ENTRIES SHOWN:
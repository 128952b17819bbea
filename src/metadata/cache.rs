//! TTL cache with single-flight resolution
//!
//! At most one fetch per key is ever in flight. The fetch runs on a detached
//! task outside of any map lock, and its outcome is published back under a
//! short re-acquired lock before every waiter is woken through a per-key
//! `watch` channel.

use crate::error::ResolveError;
use dashmap::DashMap;
use futures::FutureExt;
use std::future::Future;
use std::panic::AssertUnwindSafe;
use std::str::FromStr;
use std::sync::Arc;
use std::sync::atomic::{AtomicU64, Ordering};
use std::time::Duration;
use tokio::sync::watch;
use tokio::time::Instant;

/// What a read does with an entry whose TTL has passed
#[derive(Debug, Clone, Copy, Default, PartialEq, Eq)]
pub enum StalePolicy {
    /// Serve the stale value and refresh it on a background task
    #[default]
    Background,
    /// Treat the stale entry as a miss and wait for the refresh
    Blocking,
}

impl FromStr for StalePolicy {
    type Err = String;

    fn from_str(s: &str) -> Result<Self, Self::Err> {
        match s.trim().to_ascii_lowercase().as_str() {
            "background" => Ok(Self::Background),
            "blocking" => Ok(Self::Blocking),
            other => Err(format!("unknown stale policy `{}`", other)),
        }
    }
}

/// Lifecycle state of a key
#[derive(Debug, Clone, Copy, PartialEq, Eq)]
pub enum EntryState {
    Absent,
    Pending,
    Fresh,
    Stale,
}

/// Copy of a cached value handed to readers
#[derive(Debug, Clone, PartialEq)]
pub struct Cached<V> {
    pub value: V,
    pub fresh: bool,
}

/// Cache statistics for monitoring
#[derive(Debug, Default, Clone, PartialEq)]
pub struct CacheStats {
    pub hits: u64,
    pub stale_hits: u64,
    pub misses: u64,
    pub coalesced: u64,
    pub fetches: u64,
    pub fetch_errors: u64,
}

#[derive(Debug, Default)]
struct Counters {
    hits: AtomicU64,
    stale_hits: AtomicU64,
    misses: AtomicU64,
    coalesced: AtomicU64,
    fetches: AtomicU64,
    fetch_errors: AtomicU64,
}

impl Counters {
    fn bump(counter: &AtomicU64) {
        counter.fetch_add(1, Ordering::Relaxed);
    }

    fn snapshot(&self) -> CacheStats {
        CacheStats {
            hits: self.hits.load(Ordering::Relaxed),
            stale_hits: self.stale_hits.load(Ordering::Relaxed),
            misses: self.misses.load(Ordering::Relaxed),
            coalesced: self.coalesced.load(Ordering::Relaxed),
            fetches: self.fetches.load(Ordering::Relaxed),
            fetch_errors: self.fetch_errors.load(Ordering::Relaxed),
        }
    }
}

/// `None` until the leader publishes
type Outcome<V> = Option<Result<V, ResolveError>>;

struct Stored<V> {
    value: V,
    expires_at: Instant,
}

impl<V> Stored<V> {
    fn is_fresh(&self, now: Instant) -> bool {
        now <= self.expires_at
    }
}

struct Slot<V> {
    /// Last successful value; a failed fetch never touches it
    stored: Option<Stored<V>>,
    /// Completion signal of the fetch currently in flight
    inflight: Option<watch::Receiver<Outcome<V>>>,
}

impl<V> Default for Slot<V> {
    fn default() -> Self {
        Self {
            stored: None,
            inflight: None,
        }
    }
}

impl<V> Slot<V> {
    fn is_vacant(&self) -> bool {
        self.stored.is_none() && self.inflight.is_none()
    }
}

/// Resolution cache keyed by canonical URL
pub struct CacheStore<V> {
    entries: Arc<DashMap<String, Slot<V>>>,
    ttl: Duration,
    stale_policy: StalePolicy,
    counters: Arc<Counters>,
}

impl<V> CacheStore<V>
where
    V: Clone + Send + Sync + 'static,
{
    /// Create a new cache with the default (background) stale policy
    pub fn new(ttl: Duration) -> Self {
        Self::with_policy(ttl, StalePolicy::default())
    }

    pub fn with_policy(ttl: Duration, stale_policy: StalePolicy) -> Self {
        tracing::info!(
            ttl_secs = ttl.as_secs(),
            stale_policy = ?stale_policy,
            "Creating resolution cache"
        );

        Self {
            entries: Arc::new(DashMap::new()),
            ttl,
            stale_policy,
            counters: Arc::new(Counters::default()),
        }
    }

    /// Whatever is known locally for `key`. Never waits on a fetch.
    pub fn get(&self, key: &str) -> Option<Cached<V>> {
        let slot = self.entries.get(key)?;
        let stored = slot.stored.as_ref()?;
        Some(Cached {
            value: stored.value.clone(),
            fresh: stored.is_fresh(Instant::now()),
        })
    }

    pub fn state(&self, key: &str) -> EntryState {
        let Some(slot) = self.entries.get(key) else {
            return EntryState::Absent;
        };
        if slot.inflight.is_some() {
            return EntryState::Pending;
        }
        match &slot.stored {
            None => EntryState::Absent,
            Some(stored) if stored.is_fresh(Instant::now()) => EntryState::Fresh,
            Some(_) => EntryState::Stale,
        }
    }

    /// Resolve `key`, calling `fetch` only if no usable value exists and no
    /// other caller is already fetching it.
    ///
    /// A failed fetch falls back to the previous value, except for the caller
    /// that started the fetch with `force_refresh`, which gets the error.
    pub async fn resolve<F, Fut>(
        &self,
        key: &str,
        fetch: F,
        force_refresh: bool,
    ) -> Result<V, ResolveError>
    where
        F: FnOnce() -> Fut + Send,
        Fut: Future<Output = Result<V, ResolveError>> + Send + 'static,
    {
        let (mut rx, leader) = {
            let mut slot = self.entries.entry(key.to_string()).or_default();

            if !force_refresh {
                if let Some(stored) = slot.stored.as_ref() {
                    if stored.is_fresh(Instant::now()) {
                        Counters::bump(&self.counters.hits);
                        tracing::trace!(key = %key, "Resolution cache hit");
                        return Ok(stored.value.clone());
                    }

                    if self.stale_policy == StalePolicy::Background {
                        let value = stored.value.clone();
                        Counters::bump(&self.counters.stale_hits);
                        if slot.inflight.is_none() {
                            tracing::debug!(key = %key, "Serving stale entry, refreshing in background");
                            slot.inflight = Some(self.launch(key, fetch()));
                        }
                        return Ok(value);
                    }
                }
            }

            Counters::bump(&self.counters.misses);
            if let Some(rx) = slot.inflight.clone() {
                Counters::bump(&self.counters.coalesced);
                tracing::debug!(key = %key, "Fetch already in flight, waiting for it");
                (rx, false)
            } else {
                tracing::debug!(key = %key, force_refresh, "Resolution cache miss, fetching");
                let rx = self.launch(key, fetch());
                slot.inflight = Some(rx.clone());
                (rx, true)
            }
        };

        let published = rx.wait_for(Option::is_some).await.map(|o| (*o).clone());
        let outcome = match published {
            Ok(Some(outcome)) => outcome,
            _ => Err(ResolveError::aborted("resolution task ended without a result")),
        };

        match outcome {
            Ok(value) => Ok(value),
            Err(e) if leader && force_refresh => Err(e),
            Err(e) => match self.get(key) {
                Some(previous) => {
                    tracing::warn!(
                        key = %key,
                        error = %e,
                        "Refresh failed, serving previous value"
                    );
                    Ok(previous.value)
                }
                None => Err(e),
            },
        }
    }

    /// Run `fetch` on a detached task and publish its outcome for `key`.
    ///
    /// Must be called with the slot for `key` locked; the caller records the
    /// returned receiver as the in-flight marker.
    fn launch<Fut>(&self, key: &str, fetch: Fut) -> watch::Receiver<Outcome<V>>
    where
        Fut: Future<Output = Result<V, ResolveError>> + Send + 'static,
    {
        let (tx, rx) = watch::channel(None);
        let entries = Arc::clone(&self.entries);
        let counters = Arc::clone(&self.counters);
        let ttl = self.ttl;
        let key = key.to_string();
        Counters::bump(&counters.fetches);

        tokio::spawn(async move {
            let outcome = AssertUnwindSafe(fetch)
                .catch_unwind()
                .await
                .unwrap_or_else(|_| Err(ResolveError::aborted("resolution task panicked")));

            {
                let mut slot = entries.entry(key.clone()).or_default();
                match &outcome {
                    Ok(value) => {
                        slot.stored = Some(Stored {
                            value: value.clone(),
                            expires_at: Instant::now() + ttl,
                        });
                        tracing::debug!(key = %key, "Stored fresh entry");
                    }
                    Err(e) => {
                        Counters::bump(&counters.fetch_errors);
                        tracing::warn!(
                            key = %key,
                            error = %e,
                            had_previous = slot.stored.is_some(),
                            "Fetch failed, cache entry left unchanged"
                        );
                    }
                }
                slot.inflight = None;
            }
            entries.remove_if(&key, |_, slot| slot.is_vacant());

            // no receivers left is fine: every caller may have gone away
            let _ = tx.send(Some(outcome));
        });

        rx
    }

    /// Get cache statistics
    pub fn stats(&self) -> CacheStats {
        self.counters.snapshot()
    }

    pub fn len(&self) -> usize {
        self.entries.len()
    }

    pub fn is_empty(&self) -> bool {
        self.entries.is_empty()
    }

    /// Drop entries that have been stale for longer than `retention`.
    ///
    /// Keys with a fetch in flight are always kept.
    pub fn cleanup_stale(&self, retention: Duration) -> usize {
        let now = Instant::now();
        let initial = self.entries.len();

        self.entries.retain(|_, slot| {
            slot.inflight.is_some()
                || slot
                    .stored
                    .as_ref()
                    .is_some_and(|stored| stored.expires_at + retention > now)
        });

        let removed = initial.saturating_sub(self.entries.len());
        if removed > 0 {
            tracing::info!(
                removed = removed,
                remaining = self.entries.len(),
                "Cleaned up expired resolution cache entries"
            );
        }
        removed
    }

    /// Log cache statistics (for periodic monitoring)
    pub fn log_stats(&self) {
        let stats = self.stats();
        let lookups = stats.hits + stats.stale_hits + stats.misses;

        let hit_rate = if lookups > 0 {
            ((stats.hits + stats.stale_hits) as f32 / lookups as f32 * 100.0) as u32
        } else {
            0
        };

        tracing::info!(
            entries = self.len(),
            hit_rate = hit_rate,
            stale_hits = stats.stale_hits,
            coalesced = stats.coalesced,
            fetches = stats.fetches,
            fetch_errors = stats.fetch_errors,
            "Resolution cache statistics"
        );
    }
}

PROBLEM TO SOLVE: Output, please, only the lines running from the start of the entries through the line that contains "use crate::error::ResolveError;", including both of those lines.

ANSWER TO THIS TASK:
repository 128952b17819bbea
filename src/metadata/cache.rs
//! TTL cache with single-flight resolution
//!
//! At most one fetch per key is ever in flight. The fetch runs on a detached
//! task outside of any map lock, and its outcome is published back under a
//! short re-acquired lock before every waiter is woken through a per-key
//! `watch` channel.

use crate::error::ResolveError;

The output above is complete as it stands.